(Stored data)
- - - -

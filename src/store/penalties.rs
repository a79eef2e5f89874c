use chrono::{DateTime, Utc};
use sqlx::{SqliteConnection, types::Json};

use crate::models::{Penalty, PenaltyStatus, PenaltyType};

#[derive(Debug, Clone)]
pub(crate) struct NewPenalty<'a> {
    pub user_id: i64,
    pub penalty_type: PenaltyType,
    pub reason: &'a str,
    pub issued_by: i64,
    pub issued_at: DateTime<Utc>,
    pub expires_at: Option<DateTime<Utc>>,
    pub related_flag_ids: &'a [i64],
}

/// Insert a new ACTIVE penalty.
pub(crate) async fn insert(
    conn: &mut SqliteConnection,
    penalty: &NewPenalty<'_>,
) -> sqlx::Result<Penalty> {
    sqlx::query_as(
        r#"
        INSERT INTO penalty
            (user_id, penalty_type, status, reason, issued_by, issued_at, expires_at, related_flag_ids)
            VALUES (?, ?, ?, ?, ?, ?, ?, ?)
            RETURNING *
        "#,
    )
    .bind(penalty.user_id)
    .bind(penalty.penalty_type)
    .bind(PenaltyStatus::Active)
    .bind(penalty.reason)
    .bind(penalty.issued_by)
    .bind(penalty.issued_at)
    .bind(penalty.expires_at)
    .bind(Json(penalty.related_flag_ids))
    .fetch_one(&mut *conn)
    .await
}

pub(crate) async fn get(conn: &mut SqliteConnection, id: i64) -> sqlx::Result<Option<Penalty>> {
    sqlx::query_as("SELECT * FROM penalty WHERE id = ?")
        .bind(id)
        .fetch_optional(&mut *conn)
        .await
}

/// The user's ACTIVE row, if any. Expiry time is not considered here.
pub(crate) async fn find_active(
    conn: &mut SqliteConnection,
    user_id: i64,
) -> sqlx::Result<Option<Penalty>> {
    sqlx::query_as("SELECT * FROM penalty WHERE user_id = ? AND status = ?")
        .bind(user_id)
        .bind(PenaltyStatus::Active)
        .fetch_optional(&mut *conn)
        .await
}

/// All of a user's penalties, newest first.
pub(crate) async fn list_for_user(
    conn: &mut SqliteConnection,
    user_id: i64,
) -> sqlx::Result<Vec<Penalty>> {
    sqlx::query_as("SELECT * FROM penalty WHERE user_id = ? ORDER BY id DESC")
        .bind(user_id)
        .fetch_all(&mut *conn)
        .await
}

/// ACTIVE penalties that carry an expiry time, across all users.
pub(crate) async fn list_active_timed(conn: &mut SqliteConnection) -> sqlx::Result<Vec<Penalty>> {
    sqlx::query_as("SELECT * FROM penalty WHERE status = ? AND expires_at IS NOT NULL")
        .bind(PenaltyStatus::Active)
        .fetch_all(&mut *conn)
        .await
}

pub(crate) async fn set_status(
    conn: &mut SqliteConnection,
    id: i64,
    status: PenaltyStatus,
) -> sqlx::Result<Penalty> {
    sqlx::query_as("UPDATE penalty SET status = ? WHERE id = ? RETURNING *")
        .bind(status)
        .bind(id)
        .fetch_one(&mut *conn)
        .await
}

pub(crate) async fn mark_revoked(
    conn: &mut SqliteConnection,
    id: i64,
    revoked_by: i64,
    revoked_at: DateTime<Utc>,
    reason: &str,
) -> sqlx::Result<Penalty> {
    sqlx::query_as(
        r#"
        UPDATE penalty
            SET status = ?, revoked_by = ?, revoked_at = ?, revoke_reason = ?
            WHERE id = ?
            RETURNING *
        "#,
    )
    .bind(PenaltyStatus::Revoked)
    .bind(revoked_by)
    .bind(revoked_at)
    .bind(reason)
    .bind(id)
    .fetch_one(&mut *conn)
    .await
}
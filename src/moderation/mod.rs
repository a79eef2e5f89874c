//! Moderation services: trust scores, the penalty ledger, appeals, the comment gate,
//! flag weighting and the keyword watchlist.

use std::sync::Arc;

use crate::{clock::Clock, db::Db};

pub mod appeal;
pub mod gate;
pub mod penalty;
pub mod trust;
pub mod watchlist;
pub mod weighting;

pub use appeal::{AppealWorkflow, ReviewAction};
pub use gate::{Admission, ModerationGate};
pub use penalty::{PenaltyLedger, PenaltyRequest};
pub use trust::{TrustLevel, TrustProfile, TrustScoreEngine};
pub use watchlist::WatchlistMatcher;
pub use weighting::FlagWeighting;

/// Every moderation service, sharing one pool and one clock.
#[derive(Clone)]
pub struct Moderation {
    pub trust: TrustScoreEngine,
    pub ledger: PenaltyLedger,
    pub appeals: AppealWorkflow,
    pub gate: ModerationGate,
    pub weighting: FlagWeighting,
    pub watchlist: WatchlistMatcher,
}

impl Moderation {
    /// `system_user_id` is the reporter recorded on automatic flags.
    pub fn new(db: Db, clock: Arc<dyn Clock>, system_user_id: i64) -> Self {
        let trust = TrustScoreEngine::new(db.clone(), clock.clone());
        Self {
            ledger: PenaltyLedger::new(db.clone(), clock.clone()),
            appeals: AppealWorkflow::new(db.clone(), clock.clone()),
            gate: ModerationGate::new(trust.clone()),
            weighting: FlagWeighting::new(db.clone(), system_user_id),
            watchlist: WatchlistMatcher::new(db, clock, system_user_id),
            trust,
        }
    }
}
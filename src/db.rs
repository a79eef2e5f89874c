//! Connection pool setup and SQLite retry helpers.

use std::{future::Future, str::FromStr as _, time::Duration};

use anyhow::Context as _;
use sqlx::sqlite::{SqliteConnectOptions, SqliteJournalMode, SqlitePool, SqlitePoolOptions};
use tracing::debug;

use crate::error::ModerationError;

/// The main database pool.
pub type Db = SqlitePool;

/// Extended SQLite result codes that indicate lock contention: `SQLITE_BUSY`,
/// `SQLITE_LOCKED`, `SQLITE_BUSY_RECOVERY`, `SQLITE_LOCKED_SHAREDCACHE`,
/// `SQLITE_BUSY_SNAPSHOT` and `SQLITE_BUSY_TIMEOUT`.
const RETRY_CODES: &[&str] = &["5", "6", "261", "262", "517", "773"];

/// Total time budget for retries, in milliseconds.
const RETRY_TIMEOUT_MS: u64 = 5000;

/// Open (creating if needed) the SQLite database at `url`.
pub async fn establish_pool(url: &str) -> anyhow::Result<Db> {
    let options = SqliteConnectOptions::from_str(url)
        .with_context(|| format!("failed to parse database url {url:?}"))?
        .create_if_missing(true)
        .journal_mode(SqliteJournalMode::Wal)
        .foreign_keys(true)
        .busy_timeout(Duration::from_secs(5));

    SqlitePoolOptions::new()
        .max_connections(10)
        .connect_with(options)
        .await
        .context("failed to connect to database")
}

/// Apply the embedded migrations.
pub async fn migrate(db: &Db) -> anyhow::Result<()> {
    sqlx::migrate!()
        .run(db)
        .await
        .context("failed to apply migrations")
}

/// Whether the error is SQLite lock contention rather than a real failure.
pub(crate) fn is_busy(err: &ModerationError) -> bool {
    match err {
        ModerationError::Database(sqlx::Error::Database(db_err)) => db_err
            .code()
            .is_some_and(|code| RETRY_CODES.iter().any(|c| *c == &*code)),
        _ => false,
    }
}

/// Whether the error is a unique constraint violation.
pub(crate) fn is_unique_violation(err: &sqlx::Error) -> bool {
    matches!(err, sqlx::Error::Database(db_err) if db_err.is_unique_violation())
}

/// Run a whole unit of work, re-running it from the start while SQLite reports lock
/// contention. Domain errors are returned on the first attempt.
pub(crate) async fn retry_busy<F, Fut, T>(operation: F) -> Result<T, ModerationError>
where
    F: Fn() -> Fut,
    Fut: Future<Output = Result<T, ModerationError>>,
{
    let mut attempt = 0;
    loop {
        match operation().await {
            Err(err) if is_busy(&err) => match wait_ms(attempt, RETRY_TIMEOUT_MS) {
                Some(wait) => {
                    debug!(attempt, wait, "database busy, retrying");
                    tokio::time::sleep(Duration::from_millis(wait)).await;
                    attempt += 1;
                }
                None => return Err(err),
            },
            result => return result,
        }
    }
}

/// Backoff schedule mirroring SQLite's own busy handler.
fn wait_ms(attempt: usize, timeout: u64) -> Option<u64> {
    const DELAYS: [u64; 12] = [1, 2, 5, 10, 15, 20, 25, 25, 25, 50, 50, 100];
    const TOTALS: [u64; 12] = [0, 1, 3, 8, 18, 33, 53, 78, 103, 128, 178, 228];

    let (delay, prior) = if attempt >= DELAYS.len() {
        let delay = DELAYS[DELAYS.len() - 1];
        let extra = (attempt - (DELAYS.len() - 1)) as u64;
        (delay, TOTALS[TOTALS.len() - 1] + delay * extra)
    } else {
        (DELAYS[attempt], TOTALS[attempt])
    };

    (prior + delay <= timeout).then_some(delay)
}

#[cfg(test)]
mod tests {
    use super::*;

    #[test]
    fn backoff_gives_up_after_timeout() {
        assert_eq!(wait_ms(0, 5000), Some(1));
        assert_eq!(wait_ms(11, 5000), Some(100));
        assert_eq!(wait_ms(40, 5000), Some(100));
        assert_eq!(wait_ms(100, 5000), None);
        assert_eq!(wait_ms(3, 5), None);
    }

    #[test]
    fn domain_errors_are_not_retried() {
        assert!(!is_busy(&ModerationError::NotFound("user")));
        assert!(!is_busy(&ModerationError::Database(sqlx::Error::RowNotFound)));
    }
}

- - - -

# Task:
The answer is the run of lines above from the line containing "None => return" through the line containing "let delay = DELAYS[DELAYS.len() - 1];", copied exactly and alone.

# Result:
                None => return Err(err),
            },
            result => return result,
        }
    }
}

/// Backoff schedule mirroring SQLite's own busy handler.
fn wait_ms(attempt: usize, timeout: u64) -> Option<u64> {
    const DELAYS: [u64; 12] = [1, 2, 5, 10, 15, 20, 25, 25, 25, 50, 50, 100];
    const TOTALS: [u64; 12] = [0, 1, 3, 8, 18, 33, 53, 78, 103, 128, 178, 228];

    let (delay, prior) = if attempt >= DELAYS.len() {
        let delay = DELAYS[DELAYS.len() - 1];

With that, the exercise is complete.